Scrub typhus is an important differential diagnosis in a patients having fever with thrombocytopenia. Scrub typhus associated with ARDS has high morbidity and mortality. Early diagnosis and treatment with doxycycline can prevent the occurrence of ARDS.
恙虫病是血小板减少伴发热的鉴别诊断之一。与恙虫病相关的急性呼吸窘迫综合征(ARDS)发病率和死亡率较高。
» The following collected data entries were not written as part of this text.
//! Scraper output adapters: turn saved listing pages and scraper JSON dumps into
//! [`Candidate`] batches for reconciliation.

use std::fmt;
use std::fs;
use std::path::Path;
use std::str::FromStr;

use anyhow::{Context, Result};
use optrack_core::{Candidate, Details};
use scraper::{Html, Selector};
use serde::{Deserialize, Serialize};
use serde_json::{Map, Value as JsonValue};
use thiserror::Error;
use tracing::{debug, warn};

pub const CRATE_NAME: &str = "optrack-adapters";

/// Route InfoReady uses for a competition's detail view.
pub const DETAIL_ROUTE: &str = "#competitionDetail";

#[derive(Debug, Clone, PartialEq, Eq, Serialize, Deserialize)]
pub struct AdapterContext {
    pub source: String,
    /// Site root used to absolutise relative links.
    pub base_url: Option<String>,
}

impl AdapterContext {
    pub fn new(source: impl Into<String>) -> Self {
        Self {
            source: source.into(),
            base_url: None,
        }
    }

    pub fn with_base_url(mut self, base_url: impl Into<String>) -> Self {
        self.base_url = Some(clean_base(&base_url.into()));
        self
    }

    /// Default base for an InfoReady tenant named after the source code.
    pub fn infoready(source: impl Into<String>) -> Self {
        let source = source.into();
        let base = format!("https://{source}.infoready4.com");
        Self::new(source).with_base_url(base)
    }
}

#[derive(Debug, Error)]
pub enum AdapterError {
    #[error("{0}")]
    Message(String),
    #[error("malformed scraper JSON: {0}")]
    Json(#[from] serde_json::Error),
    #[error(transparent)]
    Anyhow(#[from] anyhow::Error),
}

#[derive(Debug, Clone, Copy, PartialEq, Eq, Serialize, Deserialize)]
#[serde(rename_all = "kebab-case")]
pub enum BatchFormat {
    /// Records dumped by the scraper: a JSON array, an `{id: record}` map, a
    /// `{"grants": ...}` document, or JSON lines.
    ScraperJson,
    /// A saved InfoReady listing page.
    ListingHtml,
}

impl BatchFormat {
    /// Guess from a file extension; anything that is not HTML is treated as JSON.
    pub fn from_path(path: &Path) -> Self {
        match path.extension().and_then(|ext| ext.to_str()) {
            Some(ext) if ext.eq_ignore_ascii_case("html") || ext.eq_ignore_ascii_case("htm") => {
                BatchFormat::ListingHtml
            }
            _ => BatchFormat::ScraperJson,
        }
    }
}

impl fmt::Display for BatchFormat {
    fn fmt(&self, f: &mut fmt::Formatter<'_>) -> fmt::Result {
        match self {
            BatchFormat::ScraperJson => f.write_str("json"),
            BatchFormat::ListingHtml => f.write_str("html"),
        }
    }
}

impl FromStr for BatchFormat {
    type Err = AdapterError;

    fn from_str(value: &str) -> Result<Self, Self::Err> {
        match value.trim().to_ascii_lowercase().as_str() {
            "json" | "jsonl" | "scraper-json" => Ok(BatchFormat::ScraperJson),
            "html" | "listing-html" => Ok(BatchFormat::ListingHtml),
            other => Err(AdapterError::Message(format!(
                "unknown batch format {other:?} (expected json or html)"
            ))),
        }
    }
}

pub trait CandidateAdapter: Send + Sync {
    fn format(&self) -> BatchFormat;

    fn parse(&self, ctx: &AdapterContext, raw: &str) -> Result<Vec<Candidate>, AdapterError>;
}

#[derive(Debug, Clone, Copy, Default)]
pub struct ScraperJsonAdapter;

#[derive(Debug, Clone, Copy, Default)]
pub struct ListingHtmlAdapter;

pub fn adapter_for_format(format: BatchFormat) -> Box<dyn CandidateAdapter> {
    match format {
        BatchFormat::ScraperJson => Box::new(ScraperJsonAdapter),
        BatchFormat::ListingHtml => Box::new(ListingHtmlAdapter),
    }
}

/// Read a scraper output file and convert it with the adapter for `format`.
pub fn load_candidate_batch(
    path: impl AsRef<Path>,
    format: BatchFormat,
    ctx: &AdapterContext,
) -> Result<Vec<Candidate>> {
    let path = path.as_ref();
    let raw = fs::read_to_string(path).with_context(|| format!("reading {}", path.display()))?;
    let candidates = adapter_for_format(format)
        .parse(ctx, &raw)
        .with_context(|| format!("parsing {} as {format}", path.display()))?;
    debug!(path = %path.display(), %format, candidates = candidates.len(), "loaded candidate batch");
    Ok(candidates)
}

impl CandidateAdapter for ScraperJsonAdapter {
    fn format(&self) -> BatchFormat {
        BatchFormat::ScraperJson
    }

    fn parse(&self, ctx: &AdapterContext, raw: &str) -> Result<Vec<Candidate>, AdapterError> {
        let entries = match serde_json::from_str::<JsonValue>(raw) {
            Ok(document) => entries_from_document(document)?,
            Err(whole_err) => entries_from_lines(raw).map_err(|line_err| {
                AdapterError::Message(format!(
                    "not a JSON document ({whole_err}) nor JSON lines ({line_err})"
                ))
            })?,
        };
        Ok(entries
            .iter()
            .map(|(key, value)| candidate_from_json(ctx, key.as_deref(), value))
            .collect())
    }
}

type Entry = (Option<String>, JsonValue);

fn entries_from_document(document: JsonValue) -> Result<Vec<Entry>, AdapterError> {
    match document {
        JsonValue::Array(items) => Ok(items.into_iter().map(|item| (None, item)).collect()),
        JsonValue::Object(mut map) => match map.remove("grants") {
            Some(grants) => entries_from_document(grants),
            None if map.values().all(JsonValue::is_object) => {
                Ok(map.into_iter().map(|(key, item)| (Some(key), item)).collect())
            }
            None => Ok(vec![(None, JsonValue::Object(map))]),
        },
        other => Err(AdapterError::Message(format!(
            "expected a list or map of records, found {}",
            json_kind(&other)
        ))),
    }
}

fn entries_from_lines(raw: &str) -> Result<Vec<Entry>, serde_json::Error> {
    raw.lines()
        .filter(|line| !line.trim().is_empty())
        .map(|line| serde_json::from_str(line).map(|item| (None, item)))
        .collect()
}

fn json_kind(value: &JsonValue) -> &'static str {
    match value {
        JsonValue::Null => "null",
        JsonValue::Bool(_) => "a boolean",
        JsonValue::Number(_) => "a number",
        JsonValue::String(_) => "a string",
        JsonValue::Array(_) => "an array",
        JsonValue::Object(_) => "an object",
    }
}

/// Field names differ between scraper generations; the first non-empty alias wins.
fn json_text(value: &JsonValue, aliases: &[&str]) -> Option<String> {
    aliases.iter().find_map(|name| match value.get(*name)? {
        JsonValue::String(s) => text_or_none(s.clone()),
        JsonValue::Number(n) => Some(n.to_string()),
        _ => None,
    })
}

fn candidate_from_json(ctx: &AdapterContext, key: Option<&str>, value: &JsonValue) -> Candidate {
    let identifier = json_text(value, &["competition_id", "id"])
        .or_else(|| key.and_then(|k| text_or_none(k.to_string())))
        .unwrap_or_default();
    let source = json_text(value, &["site", "source"]).unwrap_or_else(|| ctx.source.clone());
    let link = json_text(value, &["link", "url"])
        .map(|href| absolutise(ctx.base_url.as_deref(), &href))
        .unwrap_or_default();

    let mut details: Option<Details> = match value.get("details") {
        Some(JsonValue::Object(map)) => Some(object_to_details(map)),
        _ => None,
    };
    if let (Some(details), Some(deadline)) = (details.as_mut(), json_text(value, &["deadline"])) {
        details.entry("Deadline".to_string()).or_insert(JsonValue::String(deadline));
    }

    Candidate {
        source,
        identifier,
        title: json_text(value, &["title"]).unwrap_or_default(),
        link,
        description: json_text(value, &["description_full", "description", "synopsis"])
            .unwrap_or_default(),
        details,
    }
}

fn object_to_details(map: &Map<String, JsonValue>) -> Details {
    map.iter()
        .filter(|(key, _)| !key.trim().is_empty())
        .map(|(key, value)| (key.trim().to_string(), value.clone()))
        .collect()
}

impl CandidateAdapter for ListingHtmlAdapter {
    fn format(&self) -> BatchFormat {
        BatchFormat::ListingHtml
    }

    fn parse(&self, ctx: &AdapterContext, raw: &str) -> Result<Vec<Candidate>, AdapterError> {
        let document = Html::parse_document(raw);
        let anchors = selector("a[competitionid]")?;
        let mut candidates = Vec::new();
        for anchor in document.select(&anchors) {
            let Some(identifier) = anchor
                .value()
                .attr("competitionid")
                .and_then(|id| text_or_none(id.to_string()))
            else {
                warn!(source = %ctx.source, "listing anchor without competition id");
                continue;
            };
            let title = anchor.text().collect::<Vec<_>>().join(" ");
            let link = match anchor.value().attr("href").and_then(|h| text_or_none(h.to_string())) {
                Some(href) => absolutise(ctx.base_url.as_deref(), &href),
                None => detail_link(ctx.base_url.as_deref(), &identifier),
            };
            candidates.push(Candidate {
                source: ctx.source.clone(),
                identifier,
                title: collapse_whitespace(&title),
                link,
                description: String::new(),
                details: None,
            });
        }
        Ok(candidates)
    }
}

fn selector(css: &str) -> Result<Selector, AdapterError> {
    Selector::parse(css).map_err(|e| AdapterError::Message(e.to_string()))
}

fn text_or_none(value: String) -> Option<String> {
    let trimmed = value.trim().to_string();
    if trimmed.is_empty() {
        None
    } else {
        Some(trimmed)
    }
}

fn collapse_whitespace(text: &str) -> String {
    text.split_whitespace().collect::<Vec<_>>().join(" ")
}

/// Strip query string, fragment and trailing slashes from a site root.
pub fn clean_base(url: &str) -> String {
    let end = url.find(['#', '?']).unwrap_or(url.len());
    url[..end].trim_end_matches('/').to_string()
}

fn absolutise(base: Option<&str>, href: &str) -> String {
    if href.starts_with("http://") || href.starts_with("https://") {
        return href.to_string();
    }
    match base {
        Some(base) if href.starts_with('/') => format!("{base}{href}"),
        Some(base) => format!("{base}/{href}"),
        None => href.to_string(),
    }
}

/// Link to a competition's detail view when the listing gives none.
pub fn detail_link(base: Option<&str>, identifier: &str) -> String {
    format!("{}{DETAIL_ROUTE}/{identifier}", base.unwrap_or_default())
}
//! The single-document `{site}_grants.json` snapshot older tooling reads and writes.

use std::collections::BTreeMap;
use std::fs;
use std::path::Path;

use chrono::{DateTime, NaiveDateTime, Utc};
use optrack_core::{normalize_details, Details, OpportunityRecord};
use serde::{Deserialize, Serialize};
use serde_json::Value as JsonValue;
use tracing::warn;

use crate::error::{IoContext, StoreResult};
use crate::fsutil;

#[derive(Debug, Serialize, Deserialize)]
pub struct LegacySnapshot {
    pub site: String,
    #[serde(default)]
    pub grants: BTreeMap<String, JsonValue>,
    #[serde(default)]
    pub last_updated: Option<DateTime<Utc>>,
    #[serde(default)]
    pub count: usize,
}

/// Write the latest records as one JSON document keyed by identifier.
pub fn write_snapshot(
    path: &Path,
    source: &str,
    records: &[OpportunityRecord],
    now: DateTime<Utc>,
) -> StoreResult<()> {
    let grants = records
        .iter()
        .map(|record| Ok((record.identifier.clone(), serde_json::to_value(record)?)))
        .collect::<StoreResult<BTreeMap<_, _>>>()?;
    let snapshot = LegacySnapshot {
        site: source.to_string(),
        count: grants.len(),
        grants,
        last_updated: Some(now),
    };
    fsutil::write_atomic(path, &serde_json::to_vec_pretty(&snapshot)?)
}

/// Read a legacy snapshot into records for `source`. Entries that carry no usable
/// identifier are skipped with a warning.
pub fn read_snapshot(
    path: &Path,
    source: &str,
    now: DateTime<Utc>,
) -> StoreResult<Vec<OpportunityRecord>> {
    let bytes = fs::read(path).io_context(|| format!("reading {}", path.display()))?;
    let snapshot: LegacySnapshot = serde_json::from_slice(&bytes)?;
    let fallback_time = snapshot.last_updated.unwrap_or(now);
    let mut records = Vec::with_capacity(snapshot.grants.len());
    for (key, value) in &snapshot.grants {
        match record_from_legacy(source, key, value, fallback_time) {
            Some(record) => records.push(record),
            None => warn!(source, key = %key, "skipping legacy grant without identifier"),
        }
    }
    Ok(records)
}

/// Accepts both the current record layout and the older scraper layout
/// (`description_full`, `synopsis`, `url`, `first_seen`).
pub(crate) fn record_from_legacy(
    source: &str,
    key: &str,
    value: &JsonValue,
    fallback_time: DateTime<Utc>,
) -> Option<OpportunityRecord> {
    let text = |names: &[&str]| -> String {
        names
            .iter()
            .filter_map(|name| value.get(*name))
            .find_map(|v| match v {
                JsonValue::String(s) if !s.trim().is_empty() => Some(s.clone()),
                JsonValue::Number(n) => Some(n.to_string()),
                _ => None,
            })
            .unwrap_or_default()
    };

    let mut identifier = text(&["competition_id", "id"]);
    if identifier.trim().is_empty() {
        identifier = key.to_string();
    }
    let identifier = identifier.trim().to_string();
    if identifier.is_empty() {
        return None;
    }

    let details: Option<Details> = match value.get("details") {
        Some(JsonValue::Object(map)) => {
            Some(map.iter().map(|(k, v)| (k.clone(), v.clone())).collect())
        }
        _ => None,
    };
    let first_seen = parse_timestamp(&text(&["first_seen_at", "first_seen"])).unwrap_or(fallback_time);
    let last_updated =
        parse_timestamp(&text(&["last_updated_at", "last_updated"])).unwrap_or(first_seen);

    Some(OpportunityRecord {
        identifier,
        source: source.to_string(),
        title: text(&["title"]),
        link: text(&["link", "url"]),
        description: text(&["description", "description_full", "synopsis"]),
        details: normalize_details(details),
        first_seen_at: first_seen,
        last_updated_at: last_updated,
    })
}

fn parse_timestamp(raw: &str) -> Option<DateTime<Utc>> {
    let raw = raw.trim();
    if raw.is_empty() {
        return None;
    }
    DateTime::parse_from_rfc3339(raw)
        .map(|dt| dt.with_timezone(&Utc))
        .ok()
        .or_else(|| {
            NaiveDateTime::parse_from_str(raw, "%Y-%m-%dT%H:%M:%S%.f")
                .ok()
                .map(|naive| naive.and_utc())
        })
}
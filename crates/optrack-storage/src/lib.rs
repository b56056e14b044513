//! Crash-tolerant per-source storage for OpTrack: an append-only JSONL log, a derived
//! position index and the seen-id set.

pub mod codec;
pub mod compactor;
pub mod error;
mod fsutil;
pub mod index;
pub mod legacy;
pub mod lock;
pub mod log;
pub mod seen;
pub mod store;

pub use compactor::CompactionReport;
pub use error::{StoreError, StoreResult};
pub use fsutil::{file_size, write_atomic};
pub use index::{IndexStatus, PositionIndex, RebuildStats};
pub use log::{AppendLog, LogIter, LogPosition};
pub use seen::SeenIdSet;
pub use store::{validate_source_code, OpenMode, SourceStore, StorePaths};

pub const CRATE_NAME: &str = "optrack-storage";
use std::fs::{self, File, OpenOptions};
use std::io::{self, Write};
use std::path::{Path, PathBuf};

use fs2::FileExt;
use tracing::debug;

use crate::error::{IoContext, StoreError, StoreResult};

/// Exclusive advisory lock held by the single writer of a source. Released on drop.
#[derive(Debug)]
pub struct SourceLock {
    _lock_file: File,
    path: PathBuf,
}

impl SourceLock {
    /// Take the lock without waiting; a held lock is reported as [`StoreError::Locked`].
    pub fn try_acquire(path: &Path, source_code: &str) -> StoreResult<Self> {
        if let Some(parent) = path.parent() {
            fs::create_dir_all(parent)
                .io_context(|| format!("creating directory {}", parent.display()))?;
        }
        let mut lock_file = OpenOptions::new()
            .read(true)
            .write(true)
            .create(true)
            .truncate(false)
            .open(path)
            .io_context(|| format!("opening lock file {}", path.display()))?;

        match lock_file.try_lock_exclusive() {
            Ok(()) => {}
            Err(err) if is_contended(&err) => {
                return Err(StoreError::Locked {
                    source_code: source_code.to_string(),
                    path: path.to_path_buf(),
                })
            }
            Err(err) => {
                return Err(StoreError::io(
                    format!("locking {}", path.display()),
                    err,
                ))
            }
        }

        lock_file
            .set_len(0)
            .and_then(|()| writeln!(lock_file, "{}", std::process::id()))
            .io_context(|| format!("writing lock owner to {}", path.display()))?;
        debug!(source = source_code, path = %path.display(), "acquired source lock");
        Ok(Self {
            _lock_file: lock_file,
            path: path.to_path_buf(),
        })
    }

    pub fn path(&self) -> &Path {
        &self.path
    }
}

fn is_contended(err: &io::Error) -> bool {
    err.kind() == io::ErrorKind::WouldBlock
        || err.raw_os_error() == fs2::lock_contended_error().raw_os_error()
}
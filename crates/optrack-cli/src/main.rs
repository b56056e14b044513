use std::path::PathBuf;

use anyhow::Result;
use clap::{ArgGroup, Args, Parser, Subcommand};
use optrack_adapters::BatchFormat;
use optrack_core::ScanMode;
use optrack_sync::{render_stats, RunReport, StatsFormat, SyncPipeline, TrackerConfig};
use tracing_subscriber::layer::SubscriberExt;
use tracing_subscriber::util::SubscriberInitExt;
use tracing_subscriber::EnvFilter;

#[derive(Debug, Parser)]
#[command(name = "optrack")]
#[command(about = "Funding opportunity tracker: reconcile scraper output into per-source stores")]
struct Cli {
    /// Directory holding the per-source state files.
    #[arg(long, global = true, env = "OPTRACK_DATA_DIR")]
    data_dir: Option<PathBuf>,
    /// Source registry (YAML). Without one any well-formed source code is accepted.
    #[arg(long, global = true, env = "OPTRACK_SOURCES_FILE")]
    sources_file: Option<PathBuf>,
    #[command(subcommand)]
    command: Commands,
}

#[derive(Debug, Subcommand)]
enum Commands {
    /// Record newly listed identifiers as detail-less stubs.
    FastScan(BatchArgs),
    /// Fold full detail records into the store.
    DetailFetch(BatchArgs),
    /// Rewrite logs so they hold only the latest version of each record.
    #[command(group(ArgGroup::new("target").required(true).args(["source", "all"])))]
    Compact {
        #[arg(long)]
        source: Option<String>,
        #[arg(long)]
        all: bool,
    },
    /// Print the latest record for every identifier.
    List {
        #[arg(long)]
        source: String,
        #[arg(long)]
        limit: Option<usize>,
    },
    /// Write a CSV export and, optionally, a Parquet snapshot.
    Export {
        #[arg(long)]
        source: String,
        #[arg(long)]
        out: Option<PathBuf>,
        #[arg(long, value_name = "DIR")]
        parquet: Option<PathBuf>,
    },
    Stats {
        #[arg(long)]
        source: Option<String>,
        #[arg(long, default_value = "text")]
        format: StatsFormat,
    },
    /// Regenerate the `{site}_grants.json` snapshot.
    Snapshot {
        #[arg(long)]
        source: String,
    },
    /// Print every identifier the source has produced, one per line.
    Seen {
        #[arg(long)]
        source: String,
    },
    /// Merge identifiers from a legacy `seen_competitions.json`.
    ImportSeen {
        #[arg(long)]
        source: String,
        #[arg(long, value_name = "FILE")]
        legacy: PathBuf,
    },
    /// List the sources in the registry.
    Sources,
}

#[derive(Debug, Args)]
struct BatchArgs {
    #[arg(long)]
    source: String,
    /// Scraper output: JSON, JSON lines, or a saved listing page.
    #[arg(long)]
    input: PathBuf,
    /// Defaults to `html` for .html/.htm inputs and `json` otherwise.
    #[arg(long)]
    format: Option<BatchFormat>,
}

fn init_tracing() {
    tracing_subscriber::registry()
        .with(EnvFilter::try_from_default_env().unwrap_or_else(|_| "info".into()))
        .with(
            tracing_subscriber::fmt::layer()
                .with_target(false)
                .with_writer(std::io::stderr),
        )
        .init();
}

fn main() -> Result<()> {
    let cli = Cli::parse();
    init_tracing();

    let mut config = TrackerConfig::from_env();
    if let Some(data_dir) = cli.data_dir {
        config = config.with_data_dir(data_dir);
    }
    if let Some(sources_file) = cli.sources_file {
        config = config.with_sources_file(sources_file);
    }
    let pipeline = SyncPipeline::new(config)?;

    match cli.command {
        Commands::FastScan(args) => run(&pipeline, args, ScanMode::FastScan)?,
        Commands::DetailFetch(args) => run(&pipeline, args, ScanMode::Detail)?,
        Commands::Compact { source, .. } => {
            let reports = match source {
                Some(code) => {
                    let report = pipeline.compact_source(&code)?;
                    vec![(code, report)]
                }
                None => pipeline.compact_all()?,
            };
            if reports.is_empty() {
                println!("nothing to compact");
            }
            for (code, report) in reports {
                println!(
                    "compacted {code}: records {} -> {}, bytes {} -> {} (corrupt skipped: {}, legacy upgraded: {})",
                    report.records_before,
                    report.records_after,
                    report.bytes_before,
                    report.bytes_after,
                    report.corrupt_skipped,
                    report.legacy_upgraded
                );
            }
        }
        Commands::List { source, limit } => {
            let records = pipeline.latest_records(&source)?;
            let shown = limit.unwrap_or(records.len());
            for record in records.iter().take(shown) {
                let marker = if record.has_details() { "*" } else { " " };
                println!("{marker} {}\t{}\t{}", record.identifier, record.title, record.link);
            }
            let detailed = records.iter().filter(|r| r.has_details()).count();
            println!("{} records ({detailed} with details)", records.len());
        }
        Commands::Export {
            source,
            out,
            parquet,
        } => {
            let (path, rows) = pipeline.export_csv(&source, out.as_deref())?;
            println!("wrote {rows} rows to {}", path.display());
            if let Some(dir) = parquet {
                let manifest = pipeline.export_parquet(&source, &dir)?;
                println!("wrote parquet snapshot, manifest {}", manifest.display());
            }
        }
        Commands::Stats { source, format } => {
            let stats = pipeline.stats(source.as_deref())?;
            print!("{}", render_stats(&stats, format)?);
        }
        Commands::Snapshot { source } => {
            let count = pipeline.snapshot(&source)?;
            let path = pipeline.paths(&source)?.legacy_snapshot();
            println!("wrote {count} records to {}", path.display());
        }
        Commands::Seen { source } => {
            let ids = pipeline.seen_ids(&source)?;
            for id in &ids {
                println!("{id}");
            }
            println!("{} seen identifiers for {source}", ids.len());
        }
        Commands::ImportSeen { source, legacy } => {
            let added = pipeline.import_seen(&source, &legacy)?;
            println!("imported {added} new identifiers into {source}");
        }
        Commands::Sources => match pipeline.registry() {
            Some(registry) => {
                for source in &registry.sources {
                    let state = if source.enabled { "enabled" } else { "disabled" };
                    let base = source.base_url.as_deref().unwrap_or("-");
                    println!("{}\t{}\t{state}\t{base}", source.code, source.display_name);
                }
            }
            None => println!(
                "no registry at {}",
                pipeline.config().sources_file.display()
            ),
        },
    }

    Ok(())
}

fn run(pipeline: &SyncPipeline, args: BatchArgs, mode: ScanMode) -> Result<()> {
    let format = args
        .format
        .unwrap_or_else(|| BatchFormat::from_path(&args.input));
    let report = pipeline.run_file(&args.source, &args.input, format, mode)?;
    print_report(&report);
    Ok(())
}

fn print_report(report: &RunReport) {
    println!(
        "{} run {} for {}: {}",
        report.mode, report.run_id, report.source, report.summary
    );
    for rejection in &report.summary.rejections {
        println!(
            "  rejected #{} ({}): {}",
            rejection.position,
            rejection.identifier.as_deref().unwrap_or("-"),
            rejection.reason
        );
    }
    if !report.summary.new_ids.is_empty() {
        println!("  new: {}", report.summary.new_ids.join(", "));
    }
    if let Some(compaction) = &report.compaction {
        println!(
            "  compacted: {} -> {} records, reclaimed {} bytes",
            compaction.records_before,
            compaction.records_after,
            compaction.bytes_reclaimed()
        );
    }
}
评估恙虫病患者的临床特征、实验室检查值及预后,并比较有无ARDS患者的情况。
对12个月内109例发热性疾病伴血小板减少的患者进行前瞻性观察研究。所有109例患者均进行了免疫层析试验和外斐试验。免疫层析试验/外斐试验任一项阳性的患者被纳入并视为恙虫病阳性,而免疫层析试验和外斐试验均为阴性的患者被排除。对所有恙虫病患者的临床特征、实验室参数及预后进行评估。本研究采用的统计分析方法为t检验。
纳入的58例患者(109例患者中排除51例后)中,34例无ARDS,24例有ARDS。在伴有ARDS的恙虫病患者组中,呼吸困难、咳嗽、低血压(平均动脉压<65mmHg)、下腔静脉塌陷(通过超声检查)等临床特征以及血红蛋白降低、血细胞比容降低、血清白蛋白降低、血清肌酐升高、血清总胆红素升高、谷草转氨酶升高、谷丙转氨酶升高、乳酸脱氢酶升高、肌酸磷酸激酶升高和血清乳酸升高等实验室参数具有统计学意义(P<0.0001)。根据我们的观察,外斐试验滴度越高,疾病形式越严重。所有34例无ARDS的恙虫病患者均完全康复。24例有ARDS的恙虫病患者中,22例康复,2例死亡。
恙虫病是血小板减少伴发热患者的重要鉴别诊断。与ARDS相关联的恙虫病发病率和死亡率较高。早期诊断并用多西环素治疗可预防ARDS的发生。